Rincari richiesti da Hera

Lina Amormino (Lista Civica): "Che Cesenatico si imponga per vederci chiaro"

E alla fine si scopre che la raccolta e gestione in house dei rifiuti non solo è proficua ma anche economicamente vantaggiosa e adeguata. Non ne sono convinte solo le associazioni ambientaliste di Forlì ma la stessa Atersir che dopo una istruttoria durata diversi anni è arrivata a queste conclusioni, almeno per quel che riguarda il comprensorio forlivese. Con la fuoriuscita di Hera, stando alle simulazioni, si potrebbe arrivare ad un taglio della tariffa (applicata in modo rigorosamente puntuale) fino al 20%. La politica di chi più produce scarti più paga, sembra davvero avere riscontri positivi, ma questa è una regola che pare valere su un territorio differente rispetto a quello cesenate e cesenaticense, dove invece, sembrano vigere leggi e pareri “blinati” opposti, dato che proprio di questi giorni si parla di un ulteriore aumento sulla tassa dei rifuti.

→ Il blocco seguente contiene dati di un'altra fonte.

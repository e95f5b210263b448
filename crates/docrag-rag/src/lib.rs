//! docrag RAG - Retrieval-Augmented Generation pipeline
//!
//! This crate ties the pieces together:
//! - [`IndexBuilder`] chunks and embeds documents into a [`FlatIndex`]
//! - [`Retriever`] embeds a question and searches a loaded index
//! - [`RagPipeline`] formats the retrieved passages into a prompt and asks
//!   an LLM for a grounded answer
//!
//! [`FlatIndex`]: docrag_vector::FlatIndex

use docrag_core::{LlmClient, Result, ScoredChunk};
use serde::Serialize;
use std::sync::Arc;
use std::time::Instant;

pub mod builder;
pub mod llm;
pub mod prompt;
pub mod retriever;

pub use builder::IndexBuilder;
pub use llm::{create_llm_client, OllamaClient, OpenAiClient};
pub use prompt::{format_passages, PromptBuilder};
pub use retriever::Retriever;

// ============================================================================
// Pipeline
// ============================================================================

/// Answer to one question, with the passages it was grounded on
#[derive(Debug, Clone, Serialize)]
pub struct RagAnswer {
    /// Generated answer, trimmed of surrounding whitespace
    pub answer: String,

    /// Retrieved passages in rank order
    pub passages: Vec<ScoredChunk>,

    /// Wall-clock time spent answering
    pub processing_time_ms: u64,
}

/// Retrieve-then-generate question answering
pub struct RagPipeline {
    retriever: Retriever,
    llm_client: Arc<dyn LlmClient>,
}

impl RagPipeline {
    /// Create a new pipeline
    pub fn new(retriever: Retriever, llm_client: Arc<dyn LlmClient>) -> Self {
        Self {
            retriever,
            llm_client,
        }
    }

    /// The retriever used for the search step
    pub fn retriever(&self) -> &Retriever {
        &self.retriever
    }

    /// Answer `question` from the `top_k` closest passages
    pub async fn answer(&self, question: &str, top_k: usize) -> Result<RagAnswer> {
        let start_time = Instant::now();

        tracing::info!("RAG query started");
        let passages = self.retriever.retrieve(question, top_k).await?;
        tracing::debug!("Retrieved {} passages", passages.len());

        let prompt = format_passages(&passages, question);
        tracing::info!("Calling LLM with prompt length: {} chars", prompt.len());
        let answer = self.llm_client.generate(&prompt).await?;
        tracing::info!("LLM response received: {} chars", answer.len());

        Ok(RagAnswer {
            answer: answer.trim().to_string(),
            passages,
            processing_time_ms: start_time.elapsed().as_millis() as u64,
        })
    }
}

// ============================================================================
// Tests
// ============================================================================

#[cfg(test)]
mod tests {
    use super::*;
    use async_trait::async_trait;
    use docrag_core::{ChunkMetadata, Embedder, RagError};
    use docrag_vector::{FlatIndex, VectorIndex};
    use std::sync::Mutex;

    struct ConstantEmbedder(Vec<f32>);

    #[async_trait]
    impl Embedder for ConstantEmbedder {
        async fn embed(&self, _text: &str) -> Result<Vec<f32>> {
            Ok(self.0.clone())
        }

        fn dimension(&self) -> usize {
            self.0.len()
        }
    }

    /// Records the last prompt and replies with a fixed answer
    struct RecordingLlm {
        reply: String,
        last_prompt: Mutex<Option<String>>,
    }

    #[async_trait]
    impl LlmClient for RecordingLlm {
        async fn generate(&self, prompt: &str) -> Result<String> {
            if let Ok(mut last) = self.last_prompt.lock() {
                *last = Some(prompt.to_string());
            }
            Ok(self.reply.clone())
        }
    }

    struct FailingLlm;

    #[async_trait]
    impl LlmClient for FailingLlm {
        async fn generate(&self, _prompt: &str) -> Result<String> {
            Err(RagError::GenerationFailure("model unavailable".to_string()))
        }
    }

    fn retriever() -> Retriever {
        let mut index = FlatIndex::new(2).unwrap();
        index
            .add_rows(
                &[vec![1.0, 0.0], vec![0.0, 1.0]],
                vec![
                    ChunkMetadata::new("gdpr.pdf", "Personal data must be minimised."),
                    ChunkMetadata::new("menu.txt", "Soup of the day."),
                ],
            )
            .unwrap();
        let index: Arc<dyn VectorIndex> = Arc::new(index);
        Retriever::new(index, Arc::new(ConstantEmbedder(vec![1.0, 0.0])))
    }

    #[tokio::test]
    async fn test_answer_is_trimmed_and_grounded() {
        let llm = Arc::new(RecordingLlm {
            reply: "  Data minimisation [1].\n".to_string(),
            last_prompt: Mutex::new(None),
        });
        let pipeline = RagPipeline::new(retriever(), llm.clone());

        let answer = pipeline.answer("What about personal data?", 1).await.unwrap();

        assert_eq!(answer.answer, "Data minimisation [1].");
        assert_eq!(answer.passages.len(), 1);
        assert_eq!(answer.passages[0].metadata.doc_id, "gdpr.pdf");

        let prompt = llm.last_prompt.lock().unwrap().clone().unwrap();
        assert!(prompt.contains("[1 — gdpr.pdf]: Personal data must be minimised."));
        assert!(!prompt.contains("menu.txt"));
        assert!(prompt.contains("What about personal data?"));
    }

    #[tokio::test]
    async fn test_generation_failure_propagates() {
        let pipeline = RagPipeline::new(retriever(), Arc::new(FailingLlm));
        let err = pipeline.answer("anything", 2).await.unwrap_err();
        assert!(matches!(err, RagError::GenerationFailure(_)));
    }
}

Detto questo si evidenzia un nuovo e inquietante caso, il rincaro richiesto da Hera e approvato da Atersir sulle tariffe: un ritocco che peserà sui Comuni ma ancor di più sui cittadini.
Si stanno scatenando già le polemiche e torna fortemente in auge l'idea di intraprendere la strada di una gestione in house del servizio, questo per garantire maggiore trasparenza a livello di costi a carico delle amministrazioni e dei cittadini.

Il Comune di Cesenatico nel 2015 stava già valutando l'ipotesi di muoversi verso la gestione “in casa” del servizio rifiuti, ma lo schieramento dei territori del cesenate non ha consentito all'amministrazione Buda di intraprendere questa strada, dato che la maggioranza dei sindaci si è espressa a favore del mantenimento dell'appalto ad Hera. “Uniche voci fuori dal coro siamo stati noi e Bagno di Romagna – ricorda Lina Amormino – due Comuni che avevano chiesto di essere inseriti nel progetto del territorio forlivese ma la Regione ha rifiutato, per cavilli opinabili e volendo pure impugnabili”.

“Oggi i Comuni si trovano a dover imporre degli aumenti sulla Tari senza avere spiegazioni né chiarimenti sulle voci di costo e questo non è accettabile. A buona ragione l'assessore al bilancio del Comune di Forlì, con il sostegno dei sindaci del territorio presenterà un ricorso al Tar: Cesenatico dovrebbe fare lo stesso. Gozzoli dovrebbe aggiungersi a quelle amministrazioni che vogliono vederci chiaro.”

Anche sulla bollettazione la consigliera della lista civica invita a fare i dovuti distinguo: “E' facile farsi belli con le idee e le scelte decise da altri. L'internalizzazione della Tari è frutto di un lavoro che abbiamo avviato sapendo che avrebbe portato ad un grande risparmio e, sopratutto, ad un recupero efficace delle somme inevase”.
“Avevamo dato avvio ad una gara per l'affidamento del servizio interno al Comune e raggiunto una graduatoria definitiva di assegnazione. Dopo l'analisi di un ricorso presentato da uno dei partecipanti il servizio sarebbe partito – illustra Lina Amormino – In mezzo ci sono state le elezioni, il cui epilogo lo conosciamo tutti. Infatti il servizio è andato a una societa' partecipante alla gara agli stessi costi il servizio. È paradossale che oggi si complimentino tra loro”.

Nei primi giorni di marzo sono stati notificati 1400 avvisi di accertamento, più o meno, su omessi o parziali pagamenti della tassa. “Ancora più paradossale è che non più tardi di un anno fa il PD che ora amministra questo territorio invitava provocatoriamente i cittadini a non pagare la Tari . Cosa diranno oggi? Inviteranno ancora alla disobbedienza?”.